The time axis is real (floating point) time. MIDI events occur on a MIDI clock
tick, but are spaced by the delay time between them (three are shown in the
figure). The samples are taken at regular intervals. For each MIDI event, the
state of the instrument should be updated before the next sample is taken.
That is, suppose a MIDI event occurs between two sampling events. The second
sample should reflect the change in instrument state, but not the first (there
is no time interpolation). If the event is a Tempo event, the tempo should
change at the next sample. If it is an end track event, the track should end
at the next sample. If it is a note-on event the note should start at the next
sample. Thus notes always begin on a sample boundary with elapsed time reset
to zero. A note cannot be turned on again, until it has been turned off.
Module Specifications
Your C++ code implementing the synth program must be divided into the
following modules, consisting of a header and implementation pair (.hpp and
.cpp). You should not define additional source files, but you are free to
modify the header and implementation files as desired as long as you do not
break the module API. See the comments in the header file of each module in
the starter code for detailed documentation.

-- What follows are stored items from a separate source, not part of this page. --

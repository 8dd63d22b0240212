use axum::extract::rejection::JsonRejection;
use axum::http::StatusCode;
use axum::response::{IntoResponse, Response};
use axum::Json;
use common::types::ErrorBody;
use service::errors::ServiceError;
use tracing::error;

/// Error response rendered as `{"error": "<message>"}`.
#[derive(Debug)]
pub struct JsonApiError {
    pub status: StatusCode,
    pub message: String,
}

impl JsonApiError {
    pub fn new(status: StatusCode, message: impl Into<String>) -> Self {
        Self { status, message: message.into() }
    }

    pub fn bad_request(message: impl Into<String>) -> Self {
        Self::new(StatusCode::BAD_REQUEST, message)
    }

    pub fn not_found(entity: &str) -> Self {
        Self::new(StatusCode::NOT_FOUND, format!("{} not found", entity))
    }
}

impl IntoResponse for JsonApiError {
    fn into_response(self) -> Response {
        (self.status, Json(ErrorBody { error: self.message })).into_response()
    }
}

/// Caller mistakes (validation, conflict, missing row on write) map to 400;
/// backend failures map to 500.
impl From<ServiceError> for JsonApiError {
    fn from(e: ServiceError) -> Self {
        if e.is_client_error() {
            return Self::bad_request(e.to_string());
        }
        error!(err = %e, code = e.code(), "storage failure");
        Self::new(StatusCode::INTERNAL_SERVER_ERROR, e.to_string())
    }
}

impl From<JsonRejection> for JsonApiError {
    fn from(r: JsonRejection) -> Self {
        Self::bad_request(r.body_text())
    }
}

/// Parse a `:id` path segment into an entity identity.
pub fn parse_id(raw: &str) -> Result<i64, JsonApiError> {
    raw.parse::<i64>()
        .map_err(|e| JsonApiError::bad_request(format!("invalid id {:?}: {}", raw, e)))
}
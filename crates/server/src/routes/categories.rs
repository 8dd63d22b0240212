use axum::{
    extract::{rejection::JsonRejection, Path, State},
    http::StatusCode,
    Json,
};
use service::category::Category;
use tracing::info;

use crate::errors::{parse_id, JsonApiError};
use crate::state::ServerState;

#[utoipa::path(
    post, path = "/categories", tag = "categories",
    request_body = crate::openapi::CategoryDoc,
    responses(
        (status = 201, description = "Created", body = crate::openapi::CategoryDoc),
        (status = 400, description = "Validation Error or duplicate name", body = crate::openapi::ErrorDoc)
    )
)]
pub async fn create(
    State(state): State<ServerState>,
    payload: Result<Json<Category>, JsonRejection>,
) -> Result<(StatusCode, Json<Category>), JsonApiError> {
    let Json(input) = payload?;
    let created = state.catalog.categories.create_category(input).await?;
    Ok((StatusCode::CREATED, Json(created)))
}

#[utoipa::path(
    get, path = "/categories", tag = "categories",
    responses(
        (status = 200, description = "List OK", body = [crate::openapi::CategoryDoc]),
        (status = 500, description = "List Failed", body = crate::openapi::ErrorDoc)
    )
)]
pub async fn list(State(state): State<ServerState>) -> Result<Json<Vec<Category>>, JsonApiError> {
    let list = state.catalog.categories.list_categories().await?;
    info!(count = list.len(), "list categories");
    Ok(Json(list))
}

#[utoipa::path(
    get, path = "/categories/{id}", tag = "categories",
    params(("id" = i64, Path, description = "Category ID")),
    responses(
        (status = 200, description = "OK", body = crate::openapi::CategoryDoc),
        (status = 404, description = "Not Found", body = crate::openapi::ErrorDoc)
    )
)]
pub async fn get(State(state): State<ServerState>, Path(id): Path<String>) -> Result<Json<Category>, JsonApiError> {
    let id = parse_id(&id)?;
    match state.catalog.categories.get_category(id).await? {
        Some(c) => Ok(Json(c)),
        None => Err(JsonApiError::not_found("category")),
    }
}

#[utoipa::path(
    put, path = "/categories/{id}", tag = "categories",
    params(("id" = i64, Path, description = "Category ID")),
    request_body = crate::openapi::CategoryDoc,
    responses(
        (status = 204, description = "Updated"),
        (status = 400, description = "Validation Error or Not Found", body = crate::openapi::ErrorDoc)
    )
)]
pub async fn update(
    State(state): State<ServerState>,
    Path(id): Path<String>,
    payload: Result<Json<Category>, JsonRejection>,
) -> Result<StatusCode, JsonApiError> {
    let id = parse_id(&id)?;
    let Json(mut input) = payload?;
    input.id = id;
    state.catalog.categories.update_category(input).await?;
    Ok(StatusCode::NO_CONTENT)
}

#[utoipa::path(
    delete, path = "/categories/{id}", tag = "categories",
    params(("id" = i64, Path, description = "Category ID")),
    responses(
        (status = 204, description = "Deleted"),
        (status = 400, description = "Validation Error or Not Found", body = crate::openapi::ErrorDoc)
    )
)]
pub async fn delete(State(state): State<ServerState>, Path(id): Path<String>) -> Result<StatusCode, JsonApiError> {
    let id = parse_id(&id)?;
    state.catalog.categories.delete_category(id).await?;
    Ok(StatusCode::NO_CONTENT)
}
//! Storage helpers shared by the repository test doubles.

pub mod memory;
use std::collections::BTreeMap;
use std::sync::atomic::{AtomicBool, Ordering};
use std::sync::Arc;

use sea_orm::DbErr;
use tokio::sync::Mutex;

use crate::category::domain::Category;
use crate::errors::ServiceError;
use crate::services::domain::Service;

/// Both catalog tables held in memory. Identities are generated sequentially
/// starting at 1, like a `BIGSERIAL` column.
#[derive(Debug, Default)]
pub struct MemoryTables {
    pub categories: BTreeMap<i64, Category>,
    pub services: BTreeMap<i64, Service>,
    last_category_id: i64,
    last_service_id: i64,
}

impl MemoryTables {
    pub fn next_category_id(&mut self) -> i64 {
        self.last_category_id += 1;
        self.last_category_id
    }

    pub fn next_service_id(&mut self) -> i64 {
        self.last_service_id += 1;
        self.last_service_id
    }

    pub fn category_in_use(&self, category_id: i64) -> bool {
        self.services.values().any(|s| s.category_id == category_id)
    }
}

/// Handle shared by the category and service doubles so that joins and
/// foreign-key checks see the same data.
#[derive(Debug, Clone, Default)]
pub struct SharedTables {
    inner: Arc<Mutex<MemoryTables>>,
    failing: Arc<AtomicBool>,
}

impl SharedTables {
    pub fn new() -> Self { Self::default() }

    /// Lock the tables, or fail like an unreachable backend when
    /// [`SharedTables::set_failing`] is on.
    pub async fn lock(&self) -> Result<tokio::sync::MutexGuard<'_, MemoryTables>, ServiceError> {
        if self.failing.load(Ordering::SeqCst) {
            return Err(ServiceError::Db(DbErr::Custom("connection refused".into())));
        }
        Ok(self.inner.lock().await)
    }

    pub fn set_failing(&self, failing: bool) {
        self.failing.store(failing, Ordering::SeqCst);
    }
}

pub(crate) fn foreign_key_violation(detail: &str) -> ServiceError {
    ServiceError::Db(DbErr::Custom(format!("foreign key violation: {detail}")))
}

Input and Output File Specification
A module for reading and parsing (a limited subset of) MIDI files is provided
in midi.hpp and midi.cpp. This module uses your Track class to read and store
events from the file using it’s API. Do not modify these files.

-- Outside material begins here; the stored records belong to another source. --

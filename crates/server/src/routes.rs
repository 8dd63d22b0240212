use std::time::Duration;

use axum::{
    error_handling::HandleErrorLayer,
    extract::State,
    http::StatusCode,
    routing::{get, post},
    BoxError, Json, Router,
};
use common::types::Health;
use tower::{timeout::error::Elapsed, timeout::TimeoutLayer, ServiceBuilder};
use tower_http::{
    cors::CorsLayer,
    trace::{DefaultMakeSpan, DefaultOnFailure, DefaultOnRequest, DefaultOnResponse, TraceLayer},
};
use tracing::{error, Level};
use utoipa::OpenApi;

use crate::errors::JsonApiError;
use crate::openapi::ApiDoc;
use crate::state::ServerState;

pub mod categories;
pub mod services;

#[utoipa::path(
    get, path = "/health", tag = "health",
    responses(
        (status = 200, description = "Database reachable", body = crate::openapi::HealthResponse),
        (status = 500, description = "Database connection failed", body = crate::openapi::HealthResponse)
    )
)]
pub async fn health(State(state): State<ServerState>) -> (StatusCode, Json<Health>) {
    let report = match state.catalog.health.ping().await {
        Ok(()) => Health::connected(),
        Err(e) => {
            error!(err = %e, "health check failed");
            Health::database_failed()
        }
    };
    let status = if report.is_ok() { StatusCode::OK } else { StatusCode::INTERNAL_SERVER_ERROR };
    (status, Json(report))
}

/// Render middleware failures as `{error}`; an expired deadline is a 408.
async fn handle_middleware_error(err: BoxError) -> JsonApiError {
    if err.is::<Elapsed>() {
        JsonApiError::new(StatusCode::REQUEST_TIMEOUT, "request timed out")
    } else {
        error!(err = %err, "unhandled middleware error");
        JsonApiError::new(StatusCode::INTERNAL_SERVER_ERROR, err.to_string())
    }
}

async fn openapi_json() -> Json<utoipa::openapi::OpenApi> {
    Json(ApiDoc::openapi())
}

/// Build the full application router with tracing, CORS and a per-request deadline.
pub fn build_router(state: ServerState, cors: CorsLayer, request_timeout: Duration) -> Router {
    Router::new()
        .route("/health", get(health))
        .route("/categories", post(categories::create).get(categories::list))
        // nested listing is registered ahead of the single-category routes
        .route("/categories/:id/services", get(services::list_by_category))
        .route(
            "/categories/:id",
            get(categories::get).put(categories::update).delete(categories::delete),
        )
        .route("/services", post(services::create).get(services::list))
        .route(
            "/services/:id",
            get(services::get).put(services::update).delete(services::delete),
        )
        .route("/api-docs/openapi.json", get(openapi_json))
        .with_state(state)
        .layer(cors)
        .layer(
            ServiceBuilder::new()
                .layer(HandleErrorLayer::new(handle_middleware_error))
                .layer(TimeoutLayer::new(request_timeout)),
        )
        .layer(
            TraceLayer::new_for_http()
                .make_span_with(
                    DefaultMakeSpan::new()
                        .level(Level::INFO)
                        .include_headers(false),
                )
                .on_request(
                    DefaultOnRequest::new()
                        .level(Level::INFO),
                )
                .on_response(
                    DefaultOnResponse::new()
                        .level(Level::INFO)
                        .include_headers(false),
                )
                // 5xx responses are logged at ERROR
                .on_failure(
                    DefaultOnFailure::new()
                        .level(Level::ERROR),
                ),
        )
}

This milestone will use the same WAVE format as milestone 0. A clarification
is that quantization into 16 bits should use rounding to nearest integer and
normalization (scaling magnitude) should only be done if the signal would be
clipped.
Program Specification
The file main.cpp should provide the entry point (main) for the synth program.

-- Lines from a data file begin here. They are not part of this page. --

use std::sync::Arc;

use tracing::{debug, info, instrument};

use super::domain::Category;
use super::repository::CategoryRepository;
use crate::errors::{ErrorContext, ServiceError};

/// Application service encapsulating category business rules.
///
/// Name uniqueness is checked by reading every category before inserting.
/// The check and the insert are not atomic, so two concurrent creates with
/// the same name can both succeed.
pub struct CategoryService<R: CategoryRepository + ?Sized> {
    repo: Arc<R>,
}

impl<R: CategoryRepository + ?Sized> CategoryService<R> {
    pub fn new(repo: Arc<R>) -> Self { Self { repo } }

    /// Validate and create a category, returning it with its new identity.
    ///
    /// # Examples
    /// ```
    /// use service::category::{repository::mock::MockCategoryRepository, Category, CategoryService};
    /// use std::sync::Arc;
    /// let svc = CategoryService::new(Arc::new(MockCategoryRepository::default()));
    /// let created = tokio_test::block_on(svc.create_category(Category::new("Plumbing"))).unwrap();
    /// assert!(created.id > 0);
    /// assert!(tokio_test::block_on(svc.create_category(Category::new("Plumbing"))).is_err());
    /// ```
    #[instrument(skip(self, input), fields(name = %input.name))]
    pub async fn create_category(&self, input: Category) -> Result<Category, ServiceError> {
        if input.name.is_empty() {
            return Err(ServiceError::validation("category name cannot be empty"));
        }

        let existing = self.repo.get_all().await.context("failed to verify category")?;
        if existing.iter().any(|c| c.name == input.name) {
            debug!(name = %input.name, "duplicate category name");
            return Err(ServiceError::Conflict("category name already exists".into()));
        }

        let created = self.repo.create(input).await.context("failed to create category")?;
        info!(category_id = created.id, name = %created.name, "category_created");
        Ok(created)
    }

    /// `Ok(None)` when no category has this identity.
    #[instrument(skip(self))]
    pub async fn get_category(&self, id: i64) -> Result<Option<Category>, ServiceError> {
        self.repo.get_by_id(id).await.context("failed to get category")
    }

    pub async fn list_categories(&self) -> Result<Vec<Category>, ServiceError> {
        self.repo.get_all().await.context("failed to list categories")
    }

    /// Overwrite every mutable field of the category identified by `input.id`.
    #[instrument(skip(self, input), fields(category_id = input.id))]
    pub async fn update_category(&self, input: Category) -> Result<(), ServiceError> {
        if input.id == 0 {
            return Err(ServiceError::validation("invalid category ID"));
        }
        self.repo.update(&input).await.context("failed to update category")?;
        info!(category_id = input.id, "category_updated");
        Ok(())
    }

    #[instrument(skip(self))]
    pub async fn delete_category(&self, id: i64) -> Result<(), ServiceError> {
        if id == 0 {
            return Err(ServiceError::validation("invalid category ID"));
        }
        self.repo.delete(id).await.context("failed to delete category")?;
        info!(category_id = id, "category_deleted");
        Ok(())
    }
}

#[cfg(test)]
mod tests {
    use super::*;
    use crate::category::repository::mock::MockCategoryRepository;
    use crate::errors::ErrorKind;

    fn service() -> (CategoryService<MockCategoryRepository>, Arc<MockCategoryRepository>) {
        let repo = Arc::new(MockCategoryRepository::default());
        (CategoryService::new(repo.clone()), repo)
    }

    #[tokio::test]
    async fn empty_name_is_rejected_without_writing() {
        let (svc, repo) = service();
        let err = svc.create_category(Category::new("")).await.unwrap_err();
        assert_eq!(err.kind(), ErrorKind::Validation);
        assert_eq!(err.to_string(), "category name cannot be empty");
        assert!(repo.get_all().await.unwrap().is_empty());
    }

    #[tokio::test]
    async fn duplicate_name_conflicts() {
        let (svc, repo) = service();
        svc.create_category(Category::new("Plumbing")).await.unwrap();
        let err = svc.create_category(Category::new("Plumbing")).await.unwrap_err();
        assert_eq!(err.kind(), ErrorKind::Conflict);
        assert_eq!(repo.get_all().await.unwrap().len(), 1);
    }

    #[tokio::test]
    async fn uniqueness_is_case_sensitive() {
        let (svc, _) = service();
        svc.create_category(Category::new("Plumbing")).await.unwrap();
        assert!(svc.create_category(Category::new("plumbing")).await.is_ok());
    }

    #[tokio::test]
    async fn created_record_round_trips() {
        let (svc, _) = service();
        let input = Category {
            id: 0,
            name: "Cleaning".into(),
            description: Some("deep and regular".into()),
            is_active: true,
        };
        let created = svc.create_category(input.clone()).await.unwrap();
        let fetched = svc.get_category(created.id).await.unwrap().unwrap();
        assert_eq!(fetched, Category { id: created.id, ..input });
    }

    #[tokio::test]
    async fn missing_category_reads_as_none() {
        let (svc, _) = service();
        assert!(svc.get_category(99).await.unwrap().is_none());
    }

    #[tokio::test]
    async fn update_and_delete_guard_zero_id() {
        let (svc, _) = service();
        let err = svc.update_category(Category::new("x")).await.unwrap_err();
        assert_eq!(err.kind(), ErrorKind::Validation);
        assert_eq!(svc.delete_category(0).await.unwrap_err().kind(), ErrorKind::Validation);
    }

    #[tokio::test]
    async fn update_and_delete_of_missing_row_fail_with_not_found() {
        let (svc, _) = service();
        let mut ghost = Category::new("Ghost");
        ghost.id = 7;
        let err = svc.update_category(ghost).await.unwrap_err();
        assert_eq!(err.kind(), ErrorKind::NotFound);
        assert_eq!(err.to_string(), "failed to update category: category not found");
        assert_eq!(svc.delete_category(7).await.unwrap_err().kind(), ErrorKind::NotFound);
    }

    #[tokio::test]
    async fn update_overwrites_all_fields() {
        let (svc, _) = service();
        let created = svc.create_category(Category::new("Gardening")).await.unwrap();
        let changed = Category {
            id: created.id,
            name: "Landscaping".into(),
            description: Some("outdoor".into()),
            is_active: true,
        };
        svc.update_category(changed.clone()).await.unwrap();
        assert_eq!(svc.get_category(created.id).await.unwrap().unwrap(), changed);
        svc.delete_category(created.id).await.unwrap();
        assert!(svc.get_category(created.id).await.unwrap().is_none());
    }

    #[tokio::test]
    async fn storage_failures_are_wrapped_with_context() {
        let (svc, repo) = service();
        repo.tables().set_failing(true);
        let err = svc.create_category(Category::new("Plumbing")).await.unwrap_err();
        assert_eq!(err.kind(), ErrorKind::Storage);
        assert!(err.to_string().starts_with("failed to verify category: "));
        let err = svc.list_categories().await.unwrap_err();
        assert!(err.to_string().starts_with("failed to list categories: "));
    }
}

The file names to read and write are specified as command line arguments to
milestone 0. However the second argument is the base filename (without the
.wav extension) to use when writing synthesized tracks, one wav file per
track.
For example, the following program invocation reads the file MIDI_sample.mid,
which contains 6 tracks, and converts it to the files
output-0.wav,output-1.wav, …, output-5.wav(Assuming Windows platform, $ as the
command line prompt)
$ .\synth.exe MIDI_sample.mid output
If no file names are specified, or the specified files cannot be opened, the
program should print an appropriate error message to standard error and return
EXIT_FAILURE. If the input file is invalid or the tracks cannot be
synthesized, then an error message should be printed to standard error and the
program should return EXIT_FAILURE. However any previously synthesized and
written tracks should remain. Otherwise it should convert the file(s) and
return EXIT_SUCCESS.
Testing Requirements
The initial git repository has a sub-directory called test which has several
examples of input files (ending in .mid) and corresponding expected output
(ending in .wav). The included CMakeLists.txt file sets up these tests for
you. Just configure the build, run the build, and then run the tests. These
functional tests are used to determine if your overall program works as
expected.
Setup
Accept the GitHub invitation above and then clone the git repository to your
local machine. Implement your program in a source files provided. Do not add
additional files or modify the ones marked DO NOT EDIT at the top. You should
use git to commit versions of your program source (only) as you go along,
demonstrating good incremental programming technique.
Hints and Suggestions
- This project might seem daunting with several modules and files. The first step is to write stubs for each module so that the entire project compiles.
- Work incrementally and cyclically, from the Event module, to the Track module, then using the MIDI module, the Signal module, the Synthesize module, to finally the WAV module. Write the tests as you go, using them to drive your development.
- Work initially on functional test0 as that is the simplest.
- Use a tagged union (see help sessions) to implement the MIDIEvent class.
- Pay close attention to default states and Constructors.
- Leverage the standard library where you can.